Well that's how I felt as we continued our study in Revelation last week, Chapter 1:9-20...

In these verses Jesus is unveiled in a magnificent display of glory...  As our High Priest, in His robe and golden sash, tending to His beloved church, represented by the seven golden lampstands.  We see Him as the Divine Son of God...God Himself, the Ancient of Days...  His eyes were blazing like fire...  penetrating to the depths of our souls...  Feet like bronze as He marches in judgment against those who would harm His beloved bride, the church...  His glory shining like the sun in all of its brilliance...  It is breath-taking... awe inspiring...

But there is this moment, when John is so overwhelmed by the vision of Jesus that he falls at His feet as though dead and Jesus reaches down and touches Him and tells him not to be afraid...  The hands that touched the leper and healed him...the hands that put mud on the eyes of the blind man so he could see...  the One who spit on His own hands and healed the deaf... Jesus, just revealed in all of His glory and power, reached out and touched John and reassured him.  What an absolutely breath-taking vision of Jesus, one that we need to take with us wherever we go...
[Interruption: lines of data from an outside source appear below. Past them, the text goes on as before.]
use tracing::debug;

use crate::error::AppResult;
use crate::model::{FileNode, NodeKind};
use crate::remote::RemoteTree;

/// Every plain file below `root_id`, depth first. Folders are descended but not returned;
/// shortcuts are neither. Within a folder its own files come first, then each subfolder's
/// files in listing order.
pub async fn list_files(remote: &dyn RemoteTree, root_id: &str) -> AppResult<Vec<FileNode>> {
    let mut out = Vec::new();
    let mut pending: Vec<String> = vec![root_id.to_string()];
    let mut folders_seen = 0usize;

    while let Some(folder_id) = pending.pop() {
        folders_seen += 1;
        let children = remote
            .list_children(&folder_id, None, false)
            .await
            .map_err(|e| e.context(format!("list {}", folder_id)))?;
        let mut subfolders = Vec::new();
        for child in children {
            match child.kind() {
                NodeKind::File => out.push(child),
                NodeKind::Folder => subfolders.push(child.id),
                NodeKind::Shortcut => {}
            }
        }
        // Reversed so the first-listed subfolder is visited next.
        pending.extend(subfolders.into_iter().rev());
    }

    debug!(target: "drivesync::lister", "listed {} files across {} folders under {}", out.len(), folders_seen, root_id);
    Ok(out)
}
#[async_trait]
impl RemoteTree for MemoryRemote {
    async fn list_children(&self, parent_id: &str, name: Option<&str>, include_trashed: bool) -> AppResult<Vec<FileNode>> {
        let mut w = self.inner.write();
        w.check_fail("list_children")?;
        w.require("list_children", parent_id)?;
        Ok(w.items.iter()
            .filter(|i| i.node.parents.iter().any(|p| p == parent_id))
            .filter(|i| include_trashed || !i.node.trashed)
            .filter(|i| name.map(|n| i.node.name == n).unwrap_or(true))
            .map(|i| i.node.clone())
            .collect())
    }

    async fn create_folder(&self, name: &str, parent_id: &str) -> AppResult<FolderNode> {
        let mut w = self.inner.write();
        w.check_fail("create_folder")?;
        w.require_folder("create_folder", parent_id)?;
        let node = w.insert("fld", name, MIME_FOLDER, Some(parent_id), Document::Opaque, self.owner());
        w.journal.push(Mutation::CreateFolder { name: name.into(), parent: parent_id.into() });
        Ok(node)
    }

    async fn copy_file(&self, source_id: &str, new_name: &str, parent_id: &str) -> AppResult<FileNode> {
        let mut w = self.inner.write();
        w.check_fail("copy_file")?;
        w.require_folder("copy_file", parent_id)?;
        let src = w.require("copy_file", source_id)?.clone();
        if src.node.is_folder() {
            return Err(AppError::remote("copy_folder", format!("copy_file: '{}' is a folder", source_id)));
        }
        // Copies do not keep form links.
        let doc = match src.doc {
            Document::Form { .. } => Document::Form { destination: None },
            Document::Spreadsheet { tabs, cells } => Document::Spreadsheet {
                tabs: tabs.into_iter().filter(|t| t.form_id.is_none()).collect(),
                cells,
            },
            Document::Opaque => Document::Opaque,
        };
        let node = w.insert("file", new_name, &src.node.mime_type, Some(parent_id), doc, self.owner());
        w.journal.push(Mutation::CopyFile { source: source_id.into(), name: new_name.into(), parent: parent_id.into() });
        Ok(node)
    }

    async fn create_shortcut(&self, target_id: &str, name: &str, parent_id: &str) -> AppResult<FileNode> {
        let mut w = self.inner.write();
        w.check_fail("create_shortcut")?;
        w.require_folder("create_shortcut", parent_id)?;
        w.require("create_shortcut", target_id)?;
        let mut node = w.insert("sc", name, MIME_SHORTCUT, Some(parent_id), Document::Opaque, self.owner());
        node.shortcut_target = Some(target_id.to_string());
        if let Some(it) = w.find_mut(&node.id) { it.node.shortcut_target = node.shortcut_target.clone(); }
        w.journal.push(Mutation::CreateShortcut { target: target_id.into(), name: name.into(), parent: parent_id.into() });
        Ok(node)
    }

    async fn get_file(&self, file_id: &str) -> AppResult<FileNode> {
        let mut w = self.inner.write();
        w.check_fail("get_file")?;
        Ok(w.require("get_file", file_id)?.node.clone())
    }

    async fn list_permissions(&self, file_id: &str) -> AppResult<Vec<PermissionGrant>> {
        let mut w = self.inner.write();
        w.check_fail("list_permissions")?;
        Ok(w.require("list_permissions", file_id)?.permissions.clone())
    }

    async fn create_permission(&self, file_id: &str, email: &str, role: &str) -> AppResult<PermissionGrant> {
        let mut w = self.inner.write();
        w.check_fail("create_permission")?;
        w.require("create_permission", file_id)?;
        let grant = PermissionGrant { id: w.next_id("perm"), email_address: Some(email.to_string()), role: role.to_string(), expiration_time: None };
        w.require_mut("create_permission", file_id)?.permissions.push(grant.clone());
        w.journal.push(Mutation::CreatePermission { file: file_id.into(), email: email.into(), role: role.into() });
        Ok(grant)
    }

    async fn update_permission(&self, file_id: &str, grant_id: &str, role: &str, expiration_time: &str) -> AppResult<PermissionGrant> {
        let mut w = self.inner.write();
        w.check_fail("update_permission")?;
        let item = w.require_mut("update_permission", file_id)?;
        let grant = item.permissions.iter_mut().find(|g| g.id == grant_id)
            .ok_or_else(|| AppError::remote("not_found", format!("update_permission: no grant '{}' on '{}'", grant_id, file_id)))?;
        grant.role = role.to_string();
        grant.expiration_time = Some(expiration_time.to_string());
        let out = grant.clone();
        w.journal.push(Mutation::UpdatePermission { file: file_id.into(), grant: grant_id.into(), expiration: expiration_time.into() });
        Ok(out)
    }

    async fn form_destination(&self, form_id: &str) -> AppResult<Option<String>> {
        let mut w = self.inner.write();
        w.check_fail("form_destination")?;
        match &w.require("form_destination", form_id)?.doc {
            Document::Form { destination } => Ok(destination.clone()),
            _ => Err(AppError::remote("not_a_form", format!("form_destination: '{}' is not a form", form_id))),
        }
    }

    async fn set_form_destination(&self, form_id: &str, spreadsheet_id: &str) -> AppResult<()> {
        let mut w = self.inner.write();
        w.check_fail("set_form_destination")?;
        if w.form_linking_unsupported {
            return Err(AppError::unsupported("form_destination_unsupported", format!("cannot link form '{}'", form_id)));
        }
        if !matches!(w.require("set_form_destination", form_id)?.doc, Document::Form { .. }) {
            return Err(AppError::remote("not_a_form", format!("set_form_destination: '{}' is not a form", form_id)));
        }
        match &mut w.require_mut("set_form_destination", spreadsheet_id)?.doc {
            Document::Spreadsheet { tabs, .. } => {
                if !tabs.iter().any(|t| t.form_id.as_deref() == Some(form_id)) {
                    let n = tabs.iter().filter(|t| t.title.starts_with(RESPONSE_SHEET_PREFIX)).count() + 1;
                    // Response sheets are inserted in front.
                    tabs.insert(0, SheetTab { title: format!("{} {}", RESPONSE_SHEET_PREFIX, n), form_id: Some(form_id.to_string()) });
                }
            }
            _ => return Err(AppError::remote("not_a_spreadsheet", format!("set_form_destination: '{}' is not a spreadsheet", spreadsheet_id))),
        }
        if let Some(Item { doc: Document::Form { destination }, .. }) = w.find_mut(form_id) {
            *destination = Some(spreadsheet_id.to_string());
        }
        w.journal.push(Mutation::SetFormDestination { form: form_id.into(), spreadsheet: spreadsheet_id.into() });
        Ok(())
    }

    async fn move_response_sheet(&self, spreadsheet_id: &str, form_id: &str, index: usize) -> AppResult<()> {
        let mut w = self.inner.write();
        w.check_fail("move_response_sheet")?;
        let (from, to) = match &mut w.require_mut("move_response_sheet", spreadsheet_id)?.doc {
            Document::Spreadsheet { tabs, .. } => {
                let from = tabs.iter().position(|t| t.form_id.as_deref() == Some(form_id))
                    .ok_or_else(|| AppError::remote("no_response_sheet", format!("move_response_sheet: '{}' has no sheet for form '{}'", spreadsheet_id, form_id)))?;
                let tab = tabs.remove(from);
                let to = index.min(tabs.len());
                tabs.insert(to, tab);
                (from, to)
            }
            _ => return Err(AppError::remote("not_a_spreadsheet", format!("move_response_sheet: '{}' is not a spreadsheet", spreadsheet_id))),
        };
        w.journal.push(Mutation::MoveResponseSheet { spreadsheet: spreadsheet_id.into(), from, to });
        Ok(())
    }

    async fn read_cell(&self, spreadsheet_id: &str, row: u32, col: u32) -> AppResult<Option<String>> {
        let mut w = self.inner.write();
        w.check_fail("read_cell")?;
        match &w.require("read_cell", spreadsheet_id)?.doc {
            Document::Spreadsheet { cells, .. } => Ok(cells.get(&cell_key(row, col)).cloned()),
            _ => Err(AppError::remote("not_a_spreadsheet", format!("read_cell: '{}' is not a spreadsheet", spreadsheet_id))),
        }
    }

    async fn write_cell(&self, spreadsheet_id: &str, row: u32, col: u32, value: &str) -> AppResult<()> {
        let mut w = self.inner.write();
        w.check_fail("write_cell")?;
        match &mut w.require_mut("write_cell", spreadsheet_id)?.doc {
            Document::Spreadsheet { cells, .. } => { cells.insert(cell_key(row, col), value.to_string()); }
            _ => return Err(AppError::remote("not_a_spreadsheet", format!("write_cell: '{}' is not a spreadsheet", spreadsheet_id))),
        }
        w.journal.push(Mutation::WriteCell { spreadsheet: spreadsheet_id.into(), row, col, value: value.into() });
        Ok(())
    }
}
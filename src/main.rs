use std::env;
use std::path::PathBuf;

use tracing::{error, info};
use tracing_subscriber::{EnvFilter, fmt};

use drivesync::remote::DriveRemote;
use drivesync::settings::EffectiveSettings;
use drivesync::sheets::CsvDirSource;
use drivesync::AppResult;

fn print_usage(program: &str) {
    eprintln!(
        "Usage:\n  {program} [--settings <file>] sync\n  {program} [--settings <file>] update-expiry\n\nCommands:\n  sync            create or complete district and group folders, shares and template files\n  update-expiry   set the configured expiry on every external share under the root folder\n\nFlags:\n  --settings <file>   JSON settings file (default: $DRIVESYNC_SETTINGS when set)\n  -h, --help          Show this help\n\nEnvironment:\n  DRIVESYNC_ACCESS_TOKEN   OAuth bearer token for the Drive, Sheets and Forms APIs\n  DRIVESYNC_SHEETS_DIR     directory holding Config.csv, Districts.csv, Groups.csv, Templates.csv\n  RUST_LOG                 log filter (default: info)"
    );
}

enum Command {
    Sync,
    UpdateExpiry,
}

async fn run(command: Command, settings_path: Option<PathBuf>) -> AppResult<()> {
    let settings = EffectiveSettings::resolve(settings_path.as_deref())?;
    info!(target: "drivesync", "settings: {:?}", settings);
    let sheets = CsvDirSource::new(settings.sheets_dir.clone());
    let remote = DriveRemote::new(&settings)?;
    let names = settings.sheet_names();
    match command {
        Command::Sync => {
            drivesync::sync(&remote, &sheets, &names).await?;
        }
        Command::UpdateExpiry => {
            drivesync::update_external_share_expiry(&remote, &sheets, &names).await?;
        }
    }
    Ok(())
}

#[tokio::main]
async fn main() {
    let filter = EnvFilter::try_from_default_env().unwrap_or_else(|_| EnvFilter::new("info"));
    fmt().with_env_filter(filter).init();

    let mut args: Vec<String> = env::args().collect();
    let program = if args.is_empty() { "drivesync".to_string() } else { args.remove(0) };

    let mut settings_path: Option<PathBuf> = None;
    let mut command: Option<Command> = None;
    let mut i = 0;
    while i < args.len() {
        match args[i].as_str() {
            "--settings" => {
                if i + 1 >= args.len() { eprintln!("--settings requires a path"); print_usage(&program); std::process::exit(2); }
                settings_path = Some(PathBuf::from(&args[i + 1]));
                i += 2;
                continue;
            }
            "-h" | "--help" => {
                print_usage(&program);
                return;
            }
            "sync" if command.is_none() => command = Some(Command::Sync),
            "update-expiry" if command.is_none() => command = Some(Command::UpdateExpiry),
            unk => {
                eprintln!("Unrecognized argument: {}", unk);
                print_usage(&program);
                std::process::exit(2);
            }
        }
        i += 1;
    }
    let Some(command) = command else {
        print_usage(&program);
        std::process::exit(2);
    };

    let rust_log = env::var("RUST_LOG").unwrap_or_else(|_| "<unset>".to_string());
    info!(target: "drivesync", "drivesync {} starting: RUST_LOG='{}'", env!("CARGO_PKG_VERSION"), rust_log);

    if let Err(e) = run(command, settings_path).await {
        error!(target: "drivesync", "{}", e);
        std::process::exit(e.exit_code());
    }
}
pub mod error;
pub mod settings;
pub mod model;
pub mod template;
pub mod sheets;
pub mod remote;
pub mod resolver;
pub mod builder;
pub mod lister;
pub mod expiry;
pub mod runner;

pub use error::{AppError, AppResult};
pub use runner::{sync, update_external_share_expiry};
use super::*;

#[test]
fn precedence_global_file_env() {
    let global = GlobalSettings::default();
    let mut file = SettingsFile::default();
    file.sheets_dir = Some(PathBuf::from("/srv/sheets"));
    file.drive_api_base = Some("http://file-drive/".into());
    file.groups_sheet = Some("Groepen".into());
    file.request_timeout_ms = Some(5_000);
    file.access_token = Some("from-file".into());

    let env = EnvOverrides {
        drive_api_base: Some("http://env-drive/".into()),
        access_token: Some("from-env".into()),
        ..Default::default()
    };

    let eff = EffectiveSettings::from_layers(&global, Some(&file), &env);
    assert_eq!(eff.sheets_dir, PathBuf::from("/srv/sheets"));
    assert_eq!(eff.drive_api_base, "http://env-drive/");
    assert_eq!(eff.sheets_api_base, global.sheets_api_base);
    assert_eq!(eff.groups_sheet, "Groepen");
    assert_eq!(eff.config_sheet, "Config");
    assert_eq!(eff.request_timeout_ms, 5_000);
    assert_eq!(eff.access_token.as_deref(), Some("from-env"));
}

#[test]
fn debug_redacts_token() {
    let env = EnvOverrides { access_token: Some("secret-token".into()), ..Default::default() };
    let eff = EffectiveSettings::from_layers(&GlobalSettings::default(), None, &env);
    let dbg = format!("{:?}", eff);
    assert!(!dbg.contains("secret-token"));
    assert!(dbg.contains("<redacted>"));
}

#[test]
fn settings_file_load_and_reject() {
    let tmp = tempfile::tempdir().unwrap();
    let good = tmp.path().join("good.json");
    std::fs::write(&good, r#"{"sheets_dir": "exports", "request_timeout_ms": 1000}"#).unwrap();
    let f = SettingsFile::load(&good).unwrap();
    assert_eq!(f.sheets_dir, Some(PathBuf::from("exports")));
    assert_eq!(f.request_timeout_ms, Some(1000));

    let bad = tmp.path().join("bad.json");
    std::fs::write(&bad, "{not json").unwrap();
    assert!(SettingsFile::load(&bad).unwrap_err().is_config());

    let missing = tmp.path().join("missing.json");
    assert!(matches!(SettingsFile::load(&missing), Err(AppError::Io { .. })));
}

#[test]
fn sheet_names_follow_settings() {
    let file = SettingsFile { templates_sheet: Some("Sjablonen".into()), ..Default::default() };
    let eff = EffectiveSettings::from_layers(&GlobalSettings::default(), Some(&file), &EnvOverrides::default());
    let names = eff.sheet_names();
    assert_eq!(names.config, "Config");
    assert_eq!(names.templates, "Sjablonen");
}
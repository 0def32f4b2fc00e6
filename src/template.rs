use once_cell::sync::Lazy;
use regex::Regex;

/// Token for the source file's name.
pub const TOKEN_FILE: &str = "%F";
pub const TOKEN_DISTRICT: &str = "%D";
pub const TOKEN_GROUP: &str = "%G";
pub const TOKEN_NUMBER: &str = "%N";
pub const TOKEN_YEAR: &str = "%Y";

/// Apply `(token, value)` substitutions in order. Each replaces only the first
/// occurrence of its token in the string produced so far; absent tokens are skipped.
/// There is no escaping, so a value that contains a later token can be substituted again.
pub fn apply<T, V>(template: &str, substitutions: &[(T, V)]) -> String
where
    T: AsRef<str>,
    V: AsRef<str>,
{
    substitutions.iter().fold(template.to_string(), |acc, (token, value)| {
        acc.replacen(token.as_ref(), value.as_ref(), 1)
    })
}

static DRIVE_ID_IN_URL: Lazy<Regex> = Lazy::new(|| {
    Regex::new(r"(?i)/d/([^/\\]+)(?:/|$)").expect("static regex")
});

/// Extract the id from a URL of the form `.../d/<id>/...` or `.../d/<id>`.
pub fn id_from_url(url: &str) -> Option<&str> {
    DRIVE_ID_IN_URL.captures(url).and_then(|c| c.get(1)).map(|m| m.as_str())
}

/// Resolve a template-rule source reference: the embedded id when the value is
/// URL-shaped, otherwise the trimmed value itself is taken as an id.
pub fn source_id(reference: &str) -> Option<&str> {
    let r = reference.trim();
    if r.is_empty() {
        return None;
    }
    Some(id_from_url(r).unwrap_or(r))
}

#[cfg(test)]
mod tests {
    use super::*;

    #[test]
    fn substitutes_in_order() {
        let out = apply("%F-%D-%Y", &[("%F", "Report"), ("%D", "North"), ("%Y", "2024")]);
        assert_eq!(out, "Report-North-2024");
    }

    #[test]
    fn first_occurrence_only() {
        assert_eq!(apply("%F %F", &[("%F", "x")]), "x %F");
    }

    #[test]
    fn missing_tokens_ignored() {
        assert_eq!(apply("Plain name", &[("%G", "Elfins"), ("%N", "7")]), "Plain name");
    }

    #[test]
    fn later_substitution_sees_earlier_output() {
        // A value containing a later token is consumed by that later substitution.
        assert_eq!(apply("%F", &[("%F", "%D copy"), ("%D", "South")]), "South copy");
    }

    #[test]
    fn url_id_extraction() {
        assert_eq!(id_from_url("https://docs.google.com/spreadsheets/d/1AbC_xyz/edit#gid=0"), Some("1AbC_xyz"));
        assert_eq!(id_from_url("https://docs.google.com/forms/d/FORMID"), Some("FORMID"));
        assert_eq!(id_from_url("https://drive.google.com/drive/folders/abc"), None);
        assert_eq!(id_from_url(""), None);
    }

    #[test]
    fn source_id_falls_back_to_raw() {
        assert_eq!(source_id(" 1RawId "), Some("1RawId"));
        assert_eq!(source_id("https://docs.google.com/document/d/DOC1/view"), Some("DOC1"));
        assert_eq!(source_id("   "), None);
    }
}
When we are afraid...Jesus reaches out and touches our hearts and whispers, "Do not be afraid."  When we are suffering, He reminds us,"I am with you."  When the world seems to be falling apart, He assures us, "I will never leave you or forsake you."

Our God of glory loves us beyond our wildest imagination.  He is bigger than anything we can imagine...but He is more loving than we could ever hope for...  I think the more I understand the vastness, the greatness, the glory of our Most High God...the more overwhelmed I become at the thought of His love and grace...  Like David, my heart wonders in gratitude... "What is man that you are even mindful of him?  The son of man that you care for him?"

Monday, September 28, 2009

Handled Not Heard...

So first, let me say thank you for all of those who have requested to follow along if I go private...yes, I know, I said 'if...'  As I've read your comments though, I realized that if I had been private, some of you who are adopting older wouldn't have been able to read about our experiences with older child adoption and really, that's the reason I started this blog in the first place...

So, I'm going to keep praying about it for a while.  I've saved all of your requests in a file, so if I do decide to go private, I'll send you an invite!!  But I admit, some of where I was on Saturday was because of some things that happened last week, and maybe a blog wouldn't be a good place to explore those feelings anyway...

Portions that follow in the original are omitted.